Mainland Chinese stocks attempted to bounce back from days of losses. The Shanghai Composite gained around 0.4% while the Shenzhen Component climbed 1.314%. Hong Kong’s Hang Seng index rose about 0.1%.

China’s industrial profits rose 8.5% year-on-year in the January-March period, official data showed Wednesday.

“I actually am quite impressed at how industrial production and profits have held up in China so far and I actually think that the Covid impact will not be as great as perhaps some analysts think,” David Chao, global market strategist for Asia-Pacific ex-Japan at Invesco, told CNBC’s “Street Signs Asia” on Wednesday.
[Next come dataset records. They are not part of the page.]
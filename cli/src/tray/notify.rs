//! Desktop notifications.
//!
//! Providers are probed once when the `NotificationCenter` is built and
//! then tried in priority order for every message. The console provider
//! is always present, so a message is never silently lost while
//! notifications are enabled.

use std::path::Path;
use std::process::{Command, Stdio};

use tracing::debug;

pub trait Notifier: Send {
    fn name(&self) -> &'static str;

    /// Whether this provider can work on the current machine.
    fn is_available(&self) -> bool;

    /// Show a notification. Returns `false` when delivery failed.
    fn notify(&self, title: &str, message: &str) -> bool;
}

fn on_path(program: &str) -> bool {
    std::env::var_os("PATH")
        .map(|paths| std::env::split_paths(&paths).any(|dir| dir.join(program).is_file()))
        .unwrap_or(false)
}

fn run_quietly(command: &mut Command) -> bool {
    command
        .stdin(Stdio::null())
        .stdout(Stdio::null())
        .stderr(Stdio::null())
        .status()
        .map(|status| status.success())
        .unwrap_or(false)
}

/// AppleScript `display notification` (macOS).
pub struct Osascript;

const OSASCRIPT: &str = "/usr/bin/osascript";

impl Notifier for Osascript {
    fn name(&self) -> &'static str {
        "osascript"
    }

    fn is_available(&self) -> bool {
        cfg!(target_os = "macos") && Path::new(OSASCRIPT).exists()
    }

    fn notify(&self, title: &str, message: &str) -> bool {
        let script = format!(
            "display notification \"{}\" with title \"{}\"",
            applescript_escape(message),
            applescript_escape(title)
        );
        run_quietly(Command::new(OSASCRIPT).args(["-e", &script]))
    }
}

fn applescript_escape(text: &str) -> String {
    text.replace('\\', "\\\\").replace('"', "\\\"")
}

/// freedesktop `notify-send` (Linux).
pub struct NotifySend;

impl Notifier for NotifySend {
    fn name(&self) -> &'static str {
        "notify-send"
    }

    fn is_available(&self) -> bool {
        cfg!(target_os = "linux") && on_path("notify-send")
    }

    fn notify(&self, title: &str, message: &str) -> bool {
        run_quietly(Command::new("notify-send").args([
            "--app-name=Portify",
            "--expire-time=3000",
            title,
            message,
        ]))
    }
}

/// Print to stdout. Always available.
pub struct Console;

impl Notifier for Console {
    fn name(&self) -> &'static str {
        "console"
    }

    fn is_available(&self) -> bool {
        true
    }

    fn notify(&self, title: &str, message: &str) -> bool {
        println!("📢 {}: {}", title, message);
        true
    }
}

pub struct NotificationCenter {
    providers: Vec<Box<dyn Notifier>>,
    enabled: bool,
}

impl NotificationCenter {
    /// Probe the platform providers, falling back to the console.
    pub fn detect(enabled: bool) -> Self {
        let candidates: Vec<Box<dyn Notifier>> =
            vec![Box::new(Osascript), Box::new(NotifySend), Box::new(Console)];
        Self::with_providers(candidates, enabled)
    }

    /// Keep the available providers out of `candidates`, in order.
    pub fn with_providers(candidates: Vec<Box<dyn Notifier>>, enabled: bool) -> Self {
        let providers: Vec<_> = candidates
            .into_iter()
            .filter(|provider| provider.is_available())
            .collect();
        debug!(
            providers = ?providers.iter().map(|p| p.name()).collect::<Vec<_>>(),
            enabled = enabled,
            "Notification providers"
        );
        Self { providers, enabled }
    }

    pub fn is_enabled(&self) -> bool {
        self.enabled
    }

    /// Name of the provider tried first.
    pub fn primary(&self) -> Option<&'static str> {
        self.providers.first().map(|p| p.name())
    }

    /// Deliver through the first provider that succeeds.
    pub fn notify(&self, title: &str, message: &str) -> bool {
        if !self.enabled {
            return false;
        }

        for provider in &self.providers {
            if provider.notify(title, message) {
                return true;
            }
            debug!(provider = provider.name(), "Notification provider failed");
        }
        false
    }
}

#[cfg(test)]
pub(crate) mod testing {
    use super::*;
    use std::sync::{Arc, Mutex};

    /// Records every delivered notification.
    #[derive(Clone, Default)]
    pub struct Recorder {
        pub sent: Arc<Mutex<Vec<(String, String)>>>,
        pub failing: bool,
        pub available: bool,
    }

    impl Recorder {
        pub fn working() -> Self {
            Self {
                available: true,
                ..Default::default()
            }
        }

        pub fn messages(&self) -> Vec<String> {
            self.sent
                .lock()
                .unwrap()
                .iter()
                .map(|(_, message)| message.clone())
                .collect()
        }
    }

    impl Notifier for Recorder {
        fn name(&self) -> &'static str {
            "recorder"
        }

        fn is_available(&self) -> bool {
            self.available
        }

        fn notify(&self, title: &str, message: &str) -> bool {
            if self.failing {
                return false;
            }
            self.sent
                .lock()
                .unwrap()
                .push((title.to_string(), message.to_string()));
            true
        }
    }
}
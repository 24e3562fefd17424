//! Address parsing shared by the tool parsers.

use crate::domain::Endpoint;

/// Parse an `address:port` string as printed by `ss`, `lsof` or `netstat`.
///
/// Handles multiple address formats:
/// - IPv4: "127.0.0.1:3000" or "*:8080"
/// - IPv6: "\[::1]:3000" or "\[fe80::1%eth0]:8080"
/// - Interface-scoped: "127.0.0.53%lo:53"
///
/// Returns `None` when the port is missing or is a wildcard (`*`).
pub fn parse_endpoint(address: &str) -> Option<Endpoint> {
    if address.starts_with('[') {
        let bracket_end = address.find(']')?;
        if bracket_end + 1 >= address.len() || address.as_bytes()[bracket_end + 1] != b':' {
            return None;
        }
        let inner = strip_scope(&address[1..bracket_end]);
        let port: u16 = address[bracket_end + 2..].parse().ok()?;
        Some(Endpoint::new(format!("[{}]", inner), port))
    } else {
        let last_colon = address.rfind(':')?;
        let addr = strip_scope(&address[..last_colon]);
        let port: u16 = address[last_colon + 1..].parse().ok()?;
        let addr = if addr.is_empty() { "*" } else { addr };
        Some(Endpoint::new(addr, port))
    }
}

/// Parse the peer side of a socket. Unconnected peers (`*:*`, `0.0.0.0:0`,
/// `[::]:0`) yield `None`.
pub fn parse_remote(address: &str) -> Option<Endpoint> {
    parse_endpoint(address).filter(|endpoint| endpoint.port != 0)
}

fn strip_scope(addr: &str) -> &str {
    match addr.find('%') {
        Some(idx) => &addr[..idx],
        None => addr,
    }
}
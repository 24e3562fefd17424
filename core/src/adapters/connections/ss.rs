//! Parser for `ss -Htuanp` (Linux).

use std::sync::OnceLock;

use regex::Regex;

use crate::domain::{ConnectionState, Protocol};
use crate::ports::RawConnection;

use super::utils::{parse_endpoint, parse_remote};

fn owner_regex() -> &'static Regex {
    static OWNER: OnceLock<Regex> = OnceLock::new();
    OWNER.get_or_init(|| Regex::new(r"pid=(\d+)").expect("owner pattern is valid"))
}

/// Parse `ss` output without a header line.
///
/// Each line reads `netid state recv-q send-q local peer [users:((...))]`.
/// The owner column is absent for sockets of other users when not run
/// as root; those sockets are reported without a PID. When several
/// processes share a socket, the first listed owner wins.
pub fn parse_ss_output(output: &str) -> Vec<RawConnection> {
    let mut connections = Vec::new();

    for line in output.lines() {
        let components: Vec<&str> = line.split_whitespace().collect();
        if components.len() < 6 {
            continue;
        }

        let Some(protocol) = Protocol::parse(components[0]) else {
            continue;
        };

        let state = match protocol {
            Protocol::Udp => ConnectionState::None,
            Protocol::Tcp => ConnectionState::parse(components[1]),
        };

        let pid = components
            .get(6..)
            .map(|rest| rest.join(" "))
            .and_then(|users| {
                owner_regex()
                    .captures(&users)
                    .and_then(|caps| caps[1].parse::<u32>().ok())
            });

        connections.push(RawConnection {
            pid,
            protocol,
            state,
            local: parse_endpoint(components[4]),
            remote: parse_remote(components[5]),
        });
    }

    connections
}
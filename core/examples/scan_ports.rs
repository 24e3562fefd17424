//! Example: Scan and display all listening ports.

use portify_core::{well_known_service, PortEnumerator};

#[tokio::main(flavor = "current_thread")]
async fn main() {
    println!("Scanning ports...\n");

    let enumerator = PortEnumerator::system();

    match enumerator.scan(false).await {
        Ok(snapshot) => {
            let listening = snapshot.listening();
            if listening.is_empty() {
                println!("No listening ports found.");
                return;
            }

            println!(
                "{:<6} {:<8} {:<20} {:<6} {:<24} {}",
                "PORT", "PID", "PROCESS", "PROTO", "ADDRESS", "SERVICE"
            );
            println!("{}", "-".repeat(80));

            for record in &listening {
                let name: String = record.process_name.chars().take(20).collect();
                println!(
                    "{:<6} {:<8} {:<20} {:<6} {:<24} {}",
                    record.port,
                    record.pid,
                    name,
                    record.protocol.as_str(),
                    record.local_address,
                    well_known_service(record.port).unwrap_or("-")
                );
            }

            println!(
                "\nTotal: {} listening of {} sockets",
                listening.len(),
                snapshot.len()
            );
        }
        Err(e) => {
            eprintln!("Error scanning ports: {}", e);
        }
    }
}
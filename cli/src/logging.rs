//! Diagnostic logging setup.

use tracing_subscriber::EnvFilter;

/// Install the stderr subscriber. `RUST_LOG` wins over `-v` when set.
pub fn init(verbosity: u8) {
    let filter = EnvFilter::try_from_default_env()
        .unwrap_or_else(|_| EnvFilter::new(default_directives(verbosity)));

    // A second call (tests) finds a subscriber already installed
    let _ = tracing_subscriber::fmt()
        .with_env_filter(filter)
        .with_writer(std::io::stderr)
        .with_target(false)
        .try_init();
}

fn default_directives(verbosity: u8) -> String {
    let level = match verbosity {
        0 => "warn",
        1 => "info",
        2 => "debug",
        _ => "trace",
    };
    format!("portify={level},portify_core={level}")
}
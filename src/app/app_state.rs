//! Centralized shell state.
//!
//! Composes the focused state components. Each component keeps its own
//! invariants; `AppState` only wires them together.

use crate::config::ShellConfig;
use crate::error::Result;
use crate::routing::Router;
use crate::state::{
    DialogState, NotificationFeed, SessionMarker, SettingsState, ShellBootstrap, SidebarState,
    ThemeState, UserMenuState, ViewportObserver, Waker,
};
use std::sync::Arc;

/// State owned by the status bar: one entry per affordance plus the data the
/// dialogs show.
#[derive(Debug, Clone, Default)]
pub struct StatusBarState {
    pub notifications_dialog: DialogState,
    pub settings_dialog: DialogState,
    pub user_menu: UserMenuState,
    pub settings: SettingsState,
    pub notifications: NotificationFeed,
}

impl StatusBarState {
    /// Status bar state with the fixture notification list.
    pub fn new() -> Self {
        Self {
            notifications: NotificationFeed::fixture(),
            ..Self::default()
        }
    }

    pub fn badge_count(&self) -> usize {
        self.notifications.badge_count()
    }
}

/// Main shell state composed of focused state components.
#[derive(Debug)]
pub struct AppState {
    /// Loading splash vs. interactive shell
    pub boot: ShellBootstrap,

    /// Light/dark mode shared by every entry point
    pub theme: ThemeState,

    /// Compact-viewport signal source
    pub viewport: ViewportObserver,

    /// Navigation surface open/closed
    pub sidebar: SidebarState,

    /// Notifications, settings and user menu
    pub status_bar: StatusBarState,

    /// Current location
    pub router: Router,

    /// Path requested before the shell was ready, applied on the ready frame
    pub pending_navigation: Option<String>,
}

impl AppState {
    /// Builds the shell state from configuration and starts the boot timer.
    ///
    /// # Arguments
    /// * `config` - Validated shell configuration
    /// * `marker` - Receives the "loaded" signal on the ready transition
    /// * `waker` - Called from the timer thread when the boot delay elapses
    pub fn from_config(
        config: &ShellConfig,
        marker: Arc<dyn SessionMarker>,
        waker: Option<Waker>,
    ) -> Result<Self> {
        config.validate()?;
        let default_route = config.default_route()?;

        Ok(Self {
            boot: ShellBootstrap::start(config.boot_delay(), marker, waker),
            theme: ThemeState::with_mode(config.initial_theme),
            viewport: ViewportObserver::new(config.compact_breakpoint),
            sidebar: SidebarState::new(),
            status_bar: StatusBarState::new(),
            router: Router::new(default_route),
            pending_navigation: None,
        })
    }

    /// Queues a path to open once the shell is ready.
    pub fn with_initial_path(mut self, path: Option<String>) -> Self {
        self.pending_navigation = path;
        self
    }

    pub fn is_loading(&self) -> bool {
        self.boot.is_loading()
    }

    /// Current `isCompact` signal.
    pub fn is_compact(&self) -> bool {
        self.viewport.is_compact()
    }
}

#[cfg(test)]
mod tests {
    use super::*;
    use crate::routing::Route;
    use crate::state::LoadedFlag;
    use crate::theme::ThemeMode;

    #[test]
    fn test_from_config_initial_state() {
        let config = ShellConfig {
            initial_theme: ThemeMode::Dark,
            default_route: "/metrics".to_string(),
            ..ShellConfig::default()
        };
        let state = AppState::from_config(&config, Arc::new(LoadedFlag::new()), None).unwrap();

        assert!(state.is_loading());
        assert!(state.sidebar.is_open());
        assert!(!state.is_compact());
        assert!(state.theme.is_dark());
        assert_eq!(state.router.current_route(), Some(Route::Metrics));
        assert_eq!(state.status_bar.badge_count(), 3);
        assert!(!state.status_bar.notifications_dialog.is_open());
        assert!(!state.status_bar.settings_dialog.is_open());
        assert!(!state.status_bar.user_menu.is_open());
    }

    #[test]
    fn test_from_config_rejects_invalid_config() {
        let config = ShellConfig {
            default_route: "/missing".to_string(),
            ..ShellConfig::default()
        };
        assert!(AppState::from_config(&config, Arc::new(LoadedFlag::new()), None).is_err());
    }
}
//! Boot sequence: the one-shot timed transition from the loading splash to the
//! interactive shell.
//!
//! The delay runs on a background thread owned by a [`BootTimer`] handle.
//! Dropping the handle cancels the timer. The transition itself, including the
//! session marker write, only happens when the shell polls the handle on its
//! own thread, so a shell torn down before that point never becomes ready.

use std::sync::atomic::{AtomicBool, Ordering};
use std::sync::mpsc::{channel, Receiver, RecvTimeoutError, Sender};
use std::sync::Arc;
use std::thread;
use std::time::Duration;

/// Default delay before the shell becomes interactive.
pub const DEFAULT_BOOT_DELAY: Duration = Duration::from_millis(1200);

/// Callback invoked from the timer thread when the delay elapses.
/// The GUI passes a repaint request so the next frame picks up the change.
pub type Waker = Box<dyn Fn() + Send + 'static>;

/// Whether the loading splash or the shell is shown.
#[derive(Debug, Clone, Copy, PartialEq, Eq)]
pub enum ShellVisibility {
    Loading,
    Ready,
}

/// Discoverable "loaded" signal for external styling or analytics.
pub trait SessionMarker: Send + Sync {
    /// Records that the shell finished loading. Must tolerate repeated calls.
    fn mark_loaded(&self);
}

/// Default [`SessionMarker`]: an idempotent flag that logs the first write.
#[derive(Debug, Default)]
pub struct LoadedFlag {
    loaded: AtomicBool,
}

impl LoadedFlag {
    pub fn new() -> Self {
        Self::default()
    }

    pub fn is_loaded(&self) -> bool {
        self.loaded.load(Ordering::SeqCst)
    }
}

impl SessionMarker for LoadedFlag {
    fn mark_loaded(&self) {
        if !self.loaded.swap(true, Ordering::SeqCst) {
            tracing::info!("session marked app-loaded");
        }
    }
}

/// Cancellable one-shot timer.
///
/// The background thread waits on a cancellation channel with the delay as
/// timeout. Dropping the handle disconnects that channel, which wakes the
/// thread early and makes it exit without firing.
pub struct BootTimer {
    /// Held only so that dropping the handle disconnects the channel
    _cancel: Sender<()>,
    /// Receives one message when the delay elapsed
    fired: Receiver<()>,
    /// Latched once the fire message was received
    has_fired: bool,
}

impl BootTimer {
    /// Starts the timer.
    ///
    /// # Arguments
    /// * `delay` - Time until the timer fires
    /// * `waker` - Optional callback run on the timer thread when it fires
    pub fn start(delay: Duration, waker: Option<Waker>) -> Self {
        let (cancel_tx, cancel_rx) = channel::<()>();
        let (fired_tx, fired_rx) = channel::<()>();

        thread::spawn(move || {
            // Anything other than a timeout means the handle was dropped
            if let Err(RecvTimeoutError::Timeout) = cancel_rx.recv_timeout(delay) {
                if fired_tx.send(()).is_ok() {
                    if let Some(waker) = waker {
                        waker();
                    }
                }
            }
        });

        Self {
            _cancel: cancel_tx,
            fired: fired_rx,
            has_fired: false,
        }
    }

    /// Returns true once the delay has elapsed. Never blocks.
    pub fn has_fired(&mut self) -> bool {
        if !self.has_fired && self.fired.try_recv().is_ok() {
            self.has_fired = true;
        }
        self.has_fired
    }

    /// Blocks until the timer fires or `timeout` passes. Returns whether it fired.
    pub fn wait_timeout(&mut self, timeout: Duration) -> bool {
        if !self.has_fired && self.fired.recv_timeout(timeout).is_ok() {
            self.has_fired = true;
        }
        self.has_fired
    }
}

/// Owns the loading → ready transition.
pub struct ShellBootstrap {
    visibility: ShellVisibility,
    delay: Duration,
    timer: Option<BootTimer>,
    marker: Arc<dyn SessionMarker>,
}

impl std::fmt::Debug for ShellBootstrap {
    fn fmt(&self, f: &mut std::fmt::Formatter<'_>) -> std::fmt::Result {
        f.debug_struct("ShellBootstrap")
            .field("visibility", &self.visibility)
            .field("delay", &self.delay)
            .field("timer_running", &self.timer.is_some())
            .finish_non_exhaustive()
    }
}

impl ShellBootstrap {
    /// Creates a bootstrap in the loading state and starts its timer.
    pub fn start(delay: Duration, marker: Arc<dyn SessionMarker>, waker: Option<Waker>) -> Self {
        tracing::info!(delay_ms = delay.as_millis() as u64, "shell booting");
        Self {
            visibility: ShellVisibility::Loading,
            delay,
            timer: Some(BootTimer::start(delay, waker)),
            marker,
        }
    }

    pub fn visibility(&self) -> ShellVisibility {
        self.visibility
    }

    pub fn is_loading(&self) -> bool {
        self.visibility == ShellVisibility::Loading
    }

    /// Checks the timer and performs the transition if it fired.
    ///
    /// Returns true only on the call that performed the transition.
    pub fn poll(&mut self) -> bool {
        let fired = self.timer.as_mut().is_some_and(BootTimer::has_fired);
        if fired {
            self.mark_ready();
        }
        fired
    }

    /// Blocks up to `timeout` for the timer, then transitions if it fired.
    pub fn wait_until_ready(&mut self, timeout: Duration) -> bool {
        if let Some(timer) = self.timer.as_mut() {
            if timer.wait_timeout(timeout) {
                self.mark_ready();
            }
        }
        !self.is_loading()
    }

    /// One-shot transition to ready. Later calls are no-ops.
    fn mark_ready(&mut self) {
        self.timer = None;
        if self.visibility == ShellVisibility::Ready {
            return;
        }
        self.visibility = ShellVisibility::Ready;
        self.marker.mark_loaded();
        tracing::info!("shell ready");
    }
}
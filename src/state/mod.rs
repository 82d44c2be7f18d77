//! State management modules for the application shell.
//!
//! This module contains state-only logic (no UI concerns):
//! - Boot state (loading splash vs. interactive shell)
//! - Viewport observation (compact/regular class edges)
//! - Sidebar state (open/closed, compact reaction)
//! - Theme state (light/dark mode, token resolution)
//! - Dialog state (notifications, settings, user menu)
//! - Settings state (boolean toggles)
//! - Notifications (fixture feed, severity table)

mod boot;
mod viewport;
mod sidebar;
mod theme_state;
mod dialogs;
mod settings;
mod notifications;

pub use boot::{
    BootTimer, LoadedFlag, SessionMarker, ShellBootstrap, ShellVisibility, Waker,
    DEFAULT_BOOT_DELAY,
};
pub use viewport::{ViewportChange, ViewportClass, ViewportObserver, DEFAULT_COMPACT_BREAKPOINT};
pub use sidebar::SidebarState;
pub use theme_state::ThemeState;
pub use dialogs::{DialogState, MenuAnchor, UserMenuEntry, UserMenuState};
pub use settings::{SettingKey, SettingsState};
pub use notifications::{NotificationFeed, NotificationItem, Severity};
“I think the government is going to do whatever they can to stabilize growth and to prop it up,” Chao said. “One of the ways is through ensuring that industrial production and manufacturing continues to go on.”

The fear that Beijing is about to join Shanghai in lockdown is palpable.
Ray Attrill
head of foreign exchange strategy, National Australia Bank

Chinese stocks saw heavy losses earlier in the week as investors remain concerned over the Covid situation in mainland. Mass testing recently began in China’s capital city of Beijing after a spike in Covid cases was reported over the weekend. That comes as much of Shanghai remains under prolonged lockdown.

“The fear that Beijing is about to join Shanghai in lockdown is palpable,” Ray Attrill, head of foreign exchange strategy at National Australia Bank, wrote in a note.

Elsewhere, the Nikkei 225 in Japan declined 1.34% while the Topix index dropped 1.01%. Shares of robot maker Fanuc plunged nearly 6%. South Korea’s Kospi shed 1.19%.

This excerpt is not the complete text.